▶ **TASK BRIEF**
Beneath this task are records; tally the lines in them that contain "WebSearch" and report only the number.

....

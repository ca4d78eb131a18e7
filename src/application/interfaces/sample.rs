use crate::error::IceResult;
use crate::model::responses::Sample;
use async_trait::async_trait;

/// Interface for physical samples
#[async_trait]
pub trait SampleService: Send + Sync {
    /// Gets the samples of an entry; empty when none are registered
    async fn get_samples(&self, entry_id: u64) -> IceResult<Vec<Sample>>;
}
use crate::error::IceResult;
use crate::model::requests::{Collection, EntryQuery};
use crate::model::responses::{Entry, Folder};
use async_trait::async_trait;
use serde_json::Value;

/// Interface for collections and folders
#[async_trait]
pub trait FolderService: Send + Sync {
    /// Lists every collection
    fn get_collections_list(&self) -> Vec<Collection> {
        Collection::ALL.to_vec()
    }

    /// Gets the folders of a collection
    async fn get_collection_folders(&self, collection: Collection) -> IceResult<Vec<Folder>>;

    /// Finds the id of the folder named `name` in `collection`
    ///
    /// # Returns
    /// * `Ok(u64)` - Id of the only folder with that name
    /// * `Err(AppError::NotFound)` - If no folder has that name; the message lists close names
    /// * `Err(AppError::Ambiguous)` - If several folders have that name
    async fn get_folder_id(&self, name: &str, collection: Collection) -> IceResult<u64>;

    /// Gets a folder's details
    async fn get_folder_infos(&self, folder_id: u64) -> IceResult<Folder>;

    /// Gets every entry of a folder, in server order, following pagination
    async fn get_folder_entries(&self, folder_id: u64) -> IceResult<Vec<Entry>> {
        self.get_folder_entries_with(folder_id, &EntryQuery::default())
            .await
    }

    /// Gets the entries of a folder matching `query`, following pagination
    async fn get_folder_entries_with(
        &self,
        folder_id: u64,
        query: &EntryQuery,
    ) -> IceResult<Vec<Entry>>;

    /// Gets the entries of every folder of a collection, skipping `ignored_folders`
    async fn get_collection_entries(
        &self,
        collection: Collection,
        ignored_folders: &[u64],
    ) -> IceResult<Vec<Entry>>;

    /// Creates a personal folder
    async fn create_folder(&self, name: &str) -> IceResult<Folder>;

    /// Adds entries to folders
    async fn add_to_folder(&self, entry_ids: &[u64], folder_ids: &[u64]) -> IceResult<Value>;
}
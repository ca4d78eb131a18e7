use crate::constants::GENBANK_LOCUS_WIDTH;

/// Pads the first (LOCUS) line of a GenBank record to 80 columns
///
/// ICE trims trailing spaces from the LOCUS line, which strict GenBank readers
/// reject. Line endings are normalised to `\n`.
#[must_use]
pub fn normalize_genbank(text: &str) -> String {
    let mut lines = text.lines();
    let Some(first) = lines.next() else {
        return String::new();
    };
    let mut normalized = format!("{first:<width$}", width = GENBANK_LOCUS_WIDTH);
    for line in lines {
        normalized.push('\n');
        normalized.push_str(line);
    }
    normalized
}
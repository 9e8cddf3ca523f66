//! Process-wide external capability wiring
//!
//! All external clients are constructed once at startup and injected into
//! the orchestrator and tools. A missing credential leaves the capability
//! `None` rather than failing startup; each consumer checks availability
//! and degrades into its normal error contract.

use std::path::Path;
use std::sync::Arc;

use tracing::warn;

use crate::ai::{GeminiClient, GeminiConfig, TextGeneration};
use crate::retrieval::{RecipeIndex, RecipeStore, SqliteRecipeIndex, SqliteRecipeStore};
use crate::search::{TavilyClient, WebSearch};

/// The external capabilities the core depends on. Fields are `None` when
/// the capability could not be initialized (missing API key, no database).
#[derive(Clone, Default)]
pub struct Capabilities {
    pub generation: Option<Arc<dyn TextGeneration>>,
    pub index: Option<Arc<dyn RecipeIndex>>,
    pub store: Option<Arc<dyn RecipeStore>>,
    pub search: Option<Arc<dyn WebSearch>>,
}

impl Capabilities {
    /// Everything unavailable. Tools still return well-formed error
    /// payloads in this state.
    pub fn unavailable() -> Self {
        Self::default()
    }

    /// Build capabilities from the environment and the local recipe
    /// database.
    ///
    /// Reads `GEMINI_API_KEY` (or `GOOGLE_API_KEY`) for generation and
    /// `TAVILY_API_KEY` for web search; `model` overrides the default
    /// generation model when set.
    pub fn from_env(db_path: &Path, model: Option<&str>) -> Self {
        let generation: Option<Arc<dyn TextGeneration>> = match std::env::var("GEMINI_API_KEY")
            .or_else(|_| std::env::var("GOOGLE_API_KEY"))
        {
            Ok(key) => {
                let mut config = GeminiConfig::new(key);
                if let Some(model) = model {
                    config = config.with_model(model);
                }
                Some(Arc::new(GeminiClient::new(config)))
            }
            Err(_) => {
                warn!("GEMINI_API_KEY not set; generation capability unavailable");
                None
            }
        };

        let search: Option<Arc<dyn WebSearch>> = match std::env::var("TAVILY_API_KEY") {
            Ok(key) => Some(Arc::new(TavilyClient::new(key))),
            Err(_) => {
                warn!("TAVILY_API_KEY not set; web search capability unavailable");
                None
            }
        };

        let index: Option<Arc<dyn RecipeIndex>> =
            Some(Arc::new(SqliteRecipeIndex::new(db_path.to_path_buf())));
        let store: Option<Arc<dyn RecipeStore>> =
            Some(Arc::new(SqliteRecipeStore::new(db_path.to_path_buf())));

        Self {
            generation,
            index,
            store,
            search,
        }
    }
}
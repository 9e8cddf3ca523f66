//! Recipe database schema and seeding

use std::path::Path;

use anyhow::{Context, Result};
use rusqlite::{params, Connection};
use serde::{Deserialize, Serialize};

use super::{RecipeDoc, RecipeRecord};

/// A full recipe document: the stored record plus the indexable text and
/// dietary tags. This is the seed-file shape.
#[derive(Debug, Clone, Default, Serialize, Deserialize)]
pub struct RecipeDocument {
    #[serde(flatten)]
    pub record: RecipeRecord,
    /// Free text the index ranks against. Derived from the record when the
    /// seed file leaves it empty.
    #[serde(default)]
    pub page_content: String,
    #[serde(default)]
    pub dietary_tags: Vec<String>,
}

impl RecipeDocument {
    /// Text the index should rank this recipe by.
    pub fn content(&self) -> String {
        if !self.page_content.is_empty() {
            return self.page_content.clone();
        }

        let ingredients: Vec<&str> = self
            .record
            .ingredients
            .iter()
            .map(|i| i.name.as_str())
            .collect();
        format!(
            "{} ({}, {} cuisine). Ingredients: {}",
            self.record.item_name,
            self.record.item_type,
            self.record.cuisine_type,
            ingredients.join(", ")
        )
    }
}

/// Open (creating if needed) the recipe database at `path`.
pub fn open_recipe_db(path: &Path) -> Result<Connection> {
    let conn = Connection::open(path)
        .with_context(|| format!("failed to open recipe database at {}", path.display()))?;

    conn.execute(
        "CREATE TABLE IF NOT EXISTS recipes (
            item_name TEXT PRIMARY KEY COLLATE NOCASE,
            item_type TEXT NOT NULL DEFAULT '',
            preparation_time TEXT NOT NULL DEFAULT '',
            cooking_time TEXT NOT NULL DEFAULT '',
            cuisine_type TEXT NOT NULL DEFAULT '',
            ingredients TEXT NOT NULL DEFAULT '[]',
            preparation_steps TEXT NOT NULL DEFAULT '[]',
            page_content TEXT NOT NULL DEFAULT '',
            dietary_tags TEXT NOT NULL DEFAULT '[]'
        )",
        [],
    )?;

    Ok(conn)
}

/// Insert or replace one recipe document.
pub fn insert_recipe(conn: &Connection, doc: &RecipeDocument) -> Result<()> {
    conn.execute(
        "INSERT OR REPLACE INTO recipes
            (item_name, item_type, preparation_time, cooking_time, cuisine_type,
             ingredients, preparation_steps, page_content, dietary_tags)
         VALUES (?1, ?2, ?3, ?4, ?5, ?6, ?7, ?8, ?9)",
        params![
            doc.record.item_name,
            doc.record.item_type,
            doc.record.preparation_time,
            doc.record.cooking_time,
            doc.record.cuisine_type,
            serde_json::to_string(&doc.record.ingredients)?,
            serde_json::to_string(&doc.record.preparation_steps)?,
            doc.content(),
            serde_json::to_string(&doc.dietary_tags)?,
        ],
    )?;
    Ok(())
}

pub(crate) fn row_to_record(row: &rusqlite::Row<'_>) -> rusqlite::Result<RecipeRecord> {
    let ingredients_json: String = row.get("ingredients")?;
    let steps_json: String = row.get("preparation_steps")?;

    Ok(RecipeRecord {
        item_name: row.get("item_name")?,
        item_type: row.get("item_type")?,
        preparation_time: row.get("preparation_time")?,
        cooking_time: row.get("cooking_time")?,
        cuisine_type: row.get("cuisine_type")?,
        ingredients: serde_json::from_str(&ingredients_json).unwrap_or_default(),
        preparation_steps: serde_json::from_str(&steps_json).unwrap_or_default(),
    })
}

pub(crate) fn row_to_doc(row: &rusqlite::Row<'_>) -> rusqlite::Result<RecipeDoc> {
    let tags_json: String = row.get("dietary_tags")?;

    Ok(RecipeDoc {
        page_content: row.get("page_content")?,
        metadata: super::DocMetadata {
            item_name: row.get("item_name")?,
            dietary_tags: serde_json::from_str(&tags_json).unwrap_or_default(),
        },
    })
}
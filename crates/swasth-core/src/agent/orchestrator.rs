//! Agent orchestration
//!
//! One user turn is one routing decision: the generation capability
//! either answers conversationally or requests a single tool call. Tool
//! output is parsed and normalized directly into a [`NormalizedResponse`],
//! never handed back to the model for re-interpretation, so a turn
//! performs at most one tool execution and always terminates.

use std::sync::Arc;

use serde_json::Value;
use tracing::{debug, warn};

use crate::ai::{Content, ModelMessage, Role};
use crate::capabilities::Capabilities;
use crate::profile::UserProfile;
use crate::tools::implementations::{meal_plan, recipe_details};
use crate::tools::{register_all_tools, ToolContext, ToolRegistry, ToolResult};

use super::response::{MealPlanPayload, NormalizedResponse, WebRecipePayload};
use crate::retrieval::RecipeRecord;

/// Returned whenever a tool produces output the normalizer cannot make
/// sense of.
pub const UNEXPECTED_RESPONSE: &str = "I received an unexpected response. Please try again.";

const GENERATION_UNAVAILABLE: &str =
    "The assistant is not available right now due to an initialization error.";
const DECISION_FAILED: &str =
    "I'm having trouble responding right now. Please try again in a moment.";

const SYSTEM_PROMPT: &str = "You are 'Swa-Swa', a friendly AI nutritionist. Your goal is to help the user.\n\
Based on the user's message, decide which tool is most appropriate.\n\
- If the user asks for a MEAL PLAN, ideas, or suggestions for what to eat, use the `create_meal_plan` tool. You must pass the user's request, their profile summary, allergies, and their diet_preference to this tool.\n\
- If the user asks about a SINGLE, SPECIFIC food item, how to make it, or for its details (e.g., 'tell me about dhokla'), use the `get_recipe_details` tool.\n\
- If it's just a greeting, respond conversationally without using a tool.";

/// Routes user turns between conversation and tools.
pub struct Orchestrator {
    capabilities: Capabilities,
    registry: Arc<ToolRegistry>,
}

impl Orchestrator {
    pub async fn new(capabilities: Capabilities) -> Self {
        let registry = Arc::new(ToolRegistry::new());
        register_all_tools(&registry).await;
        Self {
            capabilities,
            registry,
        }
    }

    pub fn registry(&self) -> &Arc<ToolRegistry> {
        &self.registry
    }

    /// Process one user turn.
    ///
    /// Appends the user message (plus any assistant and tool messages the
    /// turn produces) to the conversation and returns it alongside the
    /// normalized response. Faults surface as `Message` responses; this
    /// never fails outright.
    pub async fn route(
        &self,
        prior_messages: Vec<ModelMessage>,
        user_message: &str,
        profile: &UserProfile,
    ) -> (Vec<ModelMessage>, NormalizedResponse) {
        let mut conversation = prior_messages;
        conversation.push(ModelMessage::text(Role::User, user_message));

        let Some(generation) = &self.capabilities.generation else {
            warn!("Generation capability unavailable; cannot route turn");
            return (
                conversation,
                NormalizedResponse::Message(GENERATION_UNAVAILABLE.to_string()),
            );
        };

        // Grounding context for the routing decision. Appended to a copy of
        // the conversation only; it is not part of the durable history.
        let grounding = format!(
            "INTERNAL CONTEXT:\n- user_request: '{}'\n- profile_summary: '{}'\n- allergies: '{}'\n- diet_preference: '{}'",
            user_message,
            profile.summary(),
            profile.allergies_csv(),
            profile.diet_preference_label(),
        );
        let mut contextual = conversation.clone();
        contextual.push(ModelMessage::text(Role::User, grounding));

        let tools = self.registry.get_ai_tools().await;
        let reply = match generation.decide(SYSTEM_PROMPT, &contextual, &tools).await {
            Ok(reply) => reply,
            Err(e) => {
                warn!("Routing decision failed: {}", e);
                return (
                    conversation,
                    NormalizedResponse::Message(DECISION_FAILED.to_string()),
                );
            }
        };

        if reply.tool_calls.is_empty() {
            conversation.push(ModelMessage::text(Role::Assistant, reply.text.clone()));
            return (conversation, NormalizedResponse::Message(reply.text));
        }

        if reply.tool_calls.len() > 1 {
            warn!(
                requested = reply.tool_calls.len(),
                "Model requested multiple tool calls; executing the first only"
            );
        }
        let call = &reply.tool_calls[0];
        debug!(tool = call.name.as_str(), "routing to tool");

        let mut assistant_content = Vec::new();
        if !reply.text.is_empty() {
            assistant_content.push(Content::Text {
                text: reply.text.clone(),
            });
        }
        assistant_content.push(Content::ToolUse {
            id: call.id.clone(),
            name: call.name.clone(),
            input: call.arguments.clone(),
        });
        conversation.push(ModelMessage {
            role: Role::Assistant,
            content: assistant_content,
        });

        let ctx = ToolContext::new(self.capabilities.clone());
        let result = self
            .registry
            .execute(&call.name, call.arguments.clone(), &ctx)
            .await
            .unwrap_or_else(|| {
                warn!(tool = call.name.as_str(), "Model requested an unknown tool");
                ToolResult::error(UNEXPECTED_RESPONSE)
            });

        let (output, response) = match serde_json::from_str::<Value>(&result.output) {
            Ok(payload) => {
                let response = normalize_tool_output(&call.name, &payload);
                (payload, response)
            }
            Err(e) => {
                warn!(tool = call.name.as_str(), "Tool returned non-JSON output: {}", e);
                (
                    Value::String(result.output.clone()),
                    NormalizedResponse::Message(UNEXPECTED_RESPONSE.to_string()),
                )
            }
        };

        conversation.push(ModelMessage {
            role: Role::Tool,
            content: vec![Content::ToolResult {
                tool_use_id: call.id.clone(),
                name: call.name.clone(),
                output,
                is_error: result.is_error.then_some(true),
            }],
        });

        (conversation, response)
    }
}

/// Map one parsed tool payload to the response union.
///
/// An `error` key wins over everything else. The `get_recipe_details`
/// database hit deliberately forwards only `db_data`; the freshly fetched
/// video link does not apply to stored records.
pub(crate) fn normalize_tool_output(tool_name: &str, payload: &Value) -> NormalizedResponse {
    if let Some(error) = payload.get("error") {
        let message = error
            .as_str()
            .map(str::to_string)
            .unwrap_or_else(|| UNEXPECTED_RESPONSE.to_string());
        return NormalizedResponse::Message(message);
    }

    match tool_name {
        meal_plan::TOOL_NAME => {
            match serde_json::from_value::<MealPlanPayload>(payload.clone()) {
                Ok(plan) => NormalizedResponse::Plan(plan),
                Err(e) => {
                    warn!("Meal-plan payload failed to normalize: {}", e);
                    NormalizedResponse::Message(UNEXPECTED_RESPONSE.to_string())
                }
            }
        }
        recipe_details::TOOL_NAME => {
            if payload.get("status").and_then(Value::as_str) == Some("WEB_ONLY") {
                match serde_json::from_value::<WebRecipePayload>(payload.clone()) {
                    Ok(recipe) => NormalizedResponse::WebRecipe(recipe),
                    Err(e) => {
                        warn!("Web-recipe payload failed to normalize: {}", e);
                        NormalizedResponse::Message(UNEXPECTED_RESPONSE.to_string())
                    }
                }
            } else {
                let db_data = payload.get("db_data").cloned().unwrap_or_default();
                match serde_json::from_value::<RecipeRecord>(db_data) {
                    Ok(record) => NormalizedResponse::ItemDetails(record),
                    Err(e) => {
                        warn!("Recipe record failed to normalize: {}", e);
                        NormalizedResponse::Message(UNEXPECTED_RESPONSE.to_string())
                    }
                }
            }
        }
        other => {
            warn!(tool = other, "No normalization rule for tool output");
            NormalizedResponse::Message(UNEXPECTED_RESPONSE.to_string())
        }
    }
}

....

▶ **REPLY TO THE EXERCISE**
3